A ONG internacional de direitos humanos Conectas classificou nesta terça-feira como anacrônico o uso da Lei de Segurança Nacional, criada na época da ditadura militar no Brasil, contra dois manifestantes detidos ontem durante protestos pela educação em São Paulo. “Essa lei é anacrônica e incompatível com a sociedade democrática que temos hoje, pós-Constituição Federal de 1988. Ela jamais poderia ser utilizada para enquadrar manifestantes”, declarou Rafael Custódio, coordenador do Programa de Justiça da Conectas.
Na noite de ontem, Humberto Caporalli, 24 anos, e Luana Bernardo Lopes, 19, foram detidos e enquadrados na Lei de Segurança Nacional, após participarem do protesto em São Paulo em apoio à greve de professores no Rio de Janeiro. De acordo com policiais, os dois incentivaram o ataque a uma viatura da Polícia Civil.
Na opinião do ativista, “o Estado de Direito brasileiro não corre riscos quando um cidadão quebra vitrines ou entra em conflito com a polícia”. Para ele, se houver “o mínimo de razoabilidade dos órgãos públicos e observância do texto constitucional”, o enquadramento da polícia irá cair “tranquilamente”. “Já temos leis adequadas para lidar com esses tipos de questões (Código Penal e Código de Processo Penal) e o entendimento do delegado de polícia é absolutamente sem razão”, afirmou Custódio.
Em coletiva de imprensa na tarde desta segunda-feira, o secretário de Segurança Pública de São Paulo, Fernando Grella, afirmou haver “elementos que indicam” que eles sejam lideranças dos movimentos de depredação de patrimônio. “A polícia está reunindo esses elementos e um deles já participou de várias manifestações e de atos mais violentos, inclusive fora do Estado”, declarou Grella aos jornalistas.

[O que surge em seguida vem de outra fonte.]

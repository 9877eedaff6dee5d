// Name Matcher - Exact and fuzzy matching against the customer snapshot
//
// Two-pass design:
// 1. Exact pass: case-insensitive equality, returns immediately on a hit so
//    fuzzy scoring never runs for names we already know.
// 2. Fuzzy pass: score the candidate against every stored name, keep the best
//    (lowest) distance, then gate it through two thresholds. Candidates above
//    the search threshold are out of consideration entirely; acceptance
//    requires a score strictly below the (tighter) accept threshold.
//
// Ties on the best score break toward the lowest customer id, so the outcome
// does not depend on snapshot ordering.

use tracing::debug;

use crate::config::ResolverConfig;
use crate::db::Customer;
use crate::similarity::{NameSimilarity, NormalizedLevenshtein};

// ============================================================================
// MATCH OUTCOME
// ============================================================================

/// Result of matching one candidate name against the customer snapshot.
/// Absence of a match is a normal outcome, not an error.
#[derive(Debug, Clone, PartialEq)]
pub enum MatchOutcome {
    /// Case-insensitive equality with an existing customer name.
    Exact(i64),

    /// Best fuzzy score fell strictly below the accept threshold.
    Fuzzy { id: i64, score: f64 },

    /// No existing customer is close enough; caller should create one.
    NoMatch,
}

impl MatchOutcome {
    /// The matched customer id, if any.
    pub fn id(&self) -> Option<i64> {
        match self {
            MatchOutcome::Exact(id) => Some(*id),
            MatchOutcome::Fuzzy { id, .. } => Some(*id),
            MatchOutcome::NoMatch => None,
        }
    }
}

// ============================================================================
// NAME MATCHER
// ============================================================================

pub struct NameMatcher {
    similarity: Box<dyn NameSimilarity + Send + Sync>,

    /// Fuzzy candidates scoring above this are never considered.
    search_threshold: f64,

    /// A best score must be strictly below this to be accepted.
    accept_threshold: f64,
}

impl NameMatcher {
    /// Matcher with default thresholds and normalized Levenshtein distance.
    pub fn new() -> Self {
        Self::from_config(&ResolverConfig::default())
    }

    pub fn from_config(config: &ResolverConfig) -> Self {
        NameMatcher {
            similarity: Box::new(NormalizedLevenshtein),
            search_threshold: config.search_threshold,
            accept_threshold: config.accept_threshold,
        }
    }

    /// Swap in a different distance function (thresholds unchanged).
    pub fn with_similarity(
        mut self,
        similarity: impl NameSimilarity + Send + Sync + 'static,
    ) -> Self {
        self.similarity = Box::new(similarity);
        self
    }

    /// Match a cleaned, non-empty candidate against the snapshot.
    pub fn find_match(&self, candidate: &str, customers: &[Customer]) -> MatchOutcome {
        let candidate_lower = candidate.to_lowercase();

        // Exact pass: first case-insensitive hit wins, no scoring
        for customer in customers {
            if customer.name.to_lowercase() == candidate_lower {
                return MatchOutcome::Exact(customer.id);
            }
        }

        // Nothing to compare against
        if customers.is_empty() {
            return MatchOutcome::NoMatch;
        }

        // Fuzzy pass: best (lowest) score wins, ties break to the lowest id
        let mut best: Option<(f64, i64)> = None;

        for customer in customers {
            let score = self
                .similarity
                .distance(&candidate_lower, &customer.name.to_lowercase());

            if score > self.search_threshold {
                continue;
            }

            let better = match best {
                None => true,
                Some((best_score, best_id)) => {
                    score < best_score || (score == best_score && customer.id < best_id)
                }
            };
            if better {
                best = Some((score, customer.id));
            }
        }

        match best {
            Some((score, id)) if score < self.accept_threshold => {
                debug!(candidate, customer_id = id, score, "fuzzy match accepted");
                MatchOutcome::Fuzzy { id, score }
            }
            Some((score, id)) => {
                // Near-tie at the boundary: bias toward creating a new
                // customer over risking an incorrect merge.
                debug!(candidate, customer_id = id, score, "best score rejected");
                MatchOutcome::NoMatch
            }
            None => MatchOutcome::NoMatch,
        }
    }
}

impl Default for NameMatcher {
    fn default() -> Self {
        Self::new()
    }
}

// ============================================================================
// TESTS
// ============================================================================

No entanto, o advogado que defende os jovens, Geraldo Santamaria Neto, disse que o secretário e a Polícia Civil estão equivocados na análise das provas. “Até o momento, se manifestar não é crime, mas um direito constitucional”, ressaltou. Santamaria Neto disse entender que “não vivemos uma ditadura e que temos liberdade de expressão”.
Com relação às acusações feitas pela polícia a Humberto, por ele ter participado de manifestações no Rio, Santamaria explicou que isso “não significa que ele tenha participado do Black Bloc ou de algum crime. Se ele tem uma ideologia, ele tem todo o direito de se manifestar”. De acordo com o defensor, que faz parte do Advogados Ativistas, grupo que tem defendido manifestantes desde o início dos protestos, é a primeira vez que eles se deparam com uma tipificação criminal como essa.
“Não há nada (na Lei de Segurança Nacional) que possa ligá-la com manifestações. O artigo 15 dessa lei versa sobre praticar sabotagem contra instalações militares ou meios de comunicação. Na pior tipificagem, o delito cometido seria dano, e não sabotagem”, explicou. O jurista declarou que acredita que a aplicação da lei tenha o intuito de intimidar e coibir as manifestações.
Na coletiva de hoje, a Secretaria de Segurança Pública de São Paulo anunciou que voltará a usar balas de borracha para reprimir ações consideradas violentas em manifestações no Estado. “Se nós tivermos cenas como tivemos ontem em relação a grupos de vândalos, a Polícia Militar poderá empregar a força progressiva, sim. Inclusive a bala de borracha”, afirmou Grella a jornalistas.
Para Custódio a decisão do governo do Estado é “lamentável”. “As manifestações de junho em São Paulo demonstraram a todos que as forças de segurança não estão preparadas para lidar com esse tipo de armamento. Todos viram o terror que foram as operações de dispersão das manifestações”, lembrou.
Segundo o ativista, ao invés de criar novos mecanismos de contenção do uso da força da polícia, o governo sinaliza que “tudo será como antes: quem estiver protestando corre o risco de perder um olho. Simples assim”.